Background/Purpose: A compensated polarizing microscopy has been used for detecting monosodium urate (MSU) or calcium pyrophosphate dihydrate (CPPD) crystals to confirm the diagnosis of gout or pseudogout for more than 50 years. However, accuracy of the methodology is affected by crystal concentration, time invested reading the slide and operator skill. As the procedure is only billable through a Clinical Laboratory Improvement Amendments (CLIA)-certified lab, its bedside use has waned over the years. There is a need for a more efficient and accurate method. Herein, we present a novel method to detect birefringent crystals in synovial fluid by designing a lens-free on-chip polarizing microscope.

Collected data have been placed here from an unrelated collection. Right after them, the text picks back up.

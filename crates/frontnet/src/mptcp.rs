//! MPTCP path-manager setup through `ip mptcp`.
//!
//! Clients raise the subflow and ADD_ADDR limits so the peer's announced
//! address can be used. Servers raise the subflow limit and announce one
//! extra address as a signal endpoint.

use std::net::IpAddr;

use crate::exec::Invocation;

/// Subflow limit applied in both client and server modes.
pub const MAX_SUBFLOWS: u32 = 2;

/// ADD_ADDR limit applied in client mode.
pub const MAX_ADD_ADDR_ACCEPTED: u32 = 2;

/// MPTCP limits configuration.
///
/// Each limit that is set becomes its own `ip mptcp limits set` command so
/// that one rejected limit does not prevent the other from being applied.
#[derive(Debug, Clone, Default, PartialEq, Eq)]
pub struct MptcpLimits {
    /// Maximum subflows per connection.
    pub subflows: Option<u32>,
    /// Maximum additional addresses to accept from peers.
    pub add_addr_accepted: Option<u32>,
}

impl MptcpLimits {
    /// Create a new limits builder.
    pub fn new() -> Self {
        Self::default()
    }

    /// Set maximum subflows per connection.
    pub fn subflows(mut self, max: u32) -> Self {
        self.subflows = Some(max);
        self
    }

    /// Set maximum additional addresses to accept from peers.
    pub fn add_addr_accepted(mut self, max: u32) -> Self {
        self.add_addr_accepted = Some(max);
        self
    }

    /// One `ip mptcp limits set` command per configured limit, subflows first.
    pub fn invocations(&self, ip: &str) -> Vec<Invocation> {
        let limits = [
            ("subflow", self.subflows),
            ("add_addr_accepted", self.add_addr_accepted),
        ];

        limits
            .into_iter()
            .filter_map(|(name, value)| {
                value.map(|v| {
                    Invocation::new(ip)
                        .args(["mptcp", "limits", "set", name])
                        .arg(v.to_string())
                })
            })
            .collect()
    }
}

/// Address and device announced by a server.
#[derive(Debug, Clone, PartialEq, Eq)]
pub struct SubflowSpec {
    pub address: IpAddr,
    /// Device the endpoint is bound to.
    pub dev: String,
}

impl SubflowSpec {
    pub fn new(address: IpAddr, dev: impl Into<String>) -> Self {
        Self {
            address,
            dev: dev.into(),
        }
    }
}

/// Builder for an `ip mptcp endpoint add` command.
#[derive(Debug, Clone)]
pub struct MptcpEndpointBuilder {
    address: IpAddr,
    dev: Option<String>,
    signal: bool,
}

impl MptcpEndpointBuilder {
    /// Create a new endpoint builder with the given address.
    ///
    /// # Example
    ///
    /// ```
    /// use frontnet::mptcp::MptcpEndpointBuilder;
    /// use std::net::Ipv4Addr;
    ///
    /// let inv = MptcpEndpointBuilder::new(Ipv4Addr::new(192, 168, 1, 100).into())
    ///     .dev("eth0")
    ///     .signal()
    ///     .invocation("ip");
    /// assert_eq!(inv.to_string(), "ip mptcp endpoint add 192.168.1.100 dev eth0 signal");
    /// ```
    pub fn new(address: IpAddr) -> Self {
        Self {
            address,
            dev: None,
            signal: false,
        }
    }

    /// Bind the endpoint to a device.
    pub fn dev(mut self, dev: impl Into<String>) -> Self {
        self.dev = Some(dev.into());
        self
    }

    /// Set the signal flag (announce to peers).
    pub fn signal(mut self) -> Self {
        self.signal = true;
        self
    }

    pub fn invocation(&self, ip: &str) -> Invocation {
        let mut inv = Invocation::new(ip)
            .args(["mptcp", "endpoint", "add"])
            .arg(self.address.to_string());

        if let Some(dev) = &self.dev {
            inv = inv.arg("dev").arg(dev.as_str());
        }
        if self.signal {
            inv = inv.arg("signal");
        }
        inv
    }
}

/// Commands run in client mode, in order.
pub fn client_invocations(ip: &str) -> Vec<Invocation> {
    MptcpLimits::new()
        .subflows(MAX_SUBFLOWS)
        .add_addr_accepted(MAX_ADD_ADDR_ACCEPTED)
        .invocations(ip)
}

/// Commands run in server mode, in order.
pub fn server_invocations(ip: &str, subflow: &SubflowSpec) -> Vec<Invocation> {
    let mut invocations = MptcpLimits::new().subflows(MAX_SUBFLOWS).invocations(ip);
    invocations.push(
        MptcpEndpointBuilder::new(subflow.address)
            .dev(subflow.dev.as_str())
            .signal()
            .invocation(ip),
    );
    invocations
}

Methods: Lens-free on-chip microscopy based on digital in-line holography is a novel imaging technique that has achieved wide field of view (>20 mm²) and high-resolution biomedical imaging in a simple, cost-effective and field-portable design. We modified this technology with a circular polarizer and an angle-mismatched analyzer so that the partially-coherent light that is passed through the birefringent crystals can be enhanced and detected by a digital image sensor. Two images of every sample are taken with the sample rotated by 90 degrees to eliminate any non-birefringent objects. An image processing algorithm and post image color-coding was applied to enhance the quality and to reproduce the similar color images to those of a compensated polarizing microscope. Imaging of CPPD crystals are in progress at the time of this abstract submission.

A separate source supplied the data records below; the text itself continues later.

//! # Earn Pilot Testkit
//!
//! Deterministic stand-ins for every effect the client core performs, plus
//! a fixture that assembles a [`pilot_app::PilotApp`] from them.
//!
//! - [`ControllableTime`]: manual clock; sleeping advances it instantly
//! - [`MockBackend`]: scripted REST responses, call counters, offline switch
//! - [`ScriptedAdSdk`]: fake native ad SDK with scripted load/show results
//! - [`MockIdentity`]: identity provider with an optional failing sign-out
//! - [`TestAppBuilder`]: wires the above into a `PilotApp`

#![forbid(unsafe_code)]

pub mod ads;
pub mod backend;
pub mod fixture;
pub mod identity;
pub mod time;

pub use ads::ScriptedAdSdk;
pub use backend::{BackendCalls, MockBackend};
pub use fixture::{TestApp, TestAppBuilder};
pub use identity::MockIdentity;
pub use time::ControllableTime;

Results: Figure 1 shows the comparison of MSU crystal images taken by a compensated polarizing microscope (A), a lens-free differential grayscale image (B) and a lens-free color-coded image (C). The images taken by the novel technique was able to accurately demonstrate the direction and the strength of birefringence and the shape of MSU crystals. Two independent experts reviewed multiple images and determined that they were comparable to those from a conventional polarizing microscope.

Conclusion: We developed a digital lens-free on-chip polarizing microscope that can detect birefringent crystals over a wide field of view. It uses a computerized image analysis algorithm and a digital image sensor, which overcomes the weakness of time-consuming, operator-dependent property of the conventional polarizing microscope. Its time-efficiency, small size and low cost could make it more easily used in a daily practice, to facilitate synovial fluid examination for the diagnosis of crystal arthropathy. The process is currently completed for MSU crystals. Validation of CPPD crystal images taken by this novel technology is currently in progress.  

Fig. 1:   Conventional and Lens-Free On-Chip Polarizing Microscopy images of MSU crystals.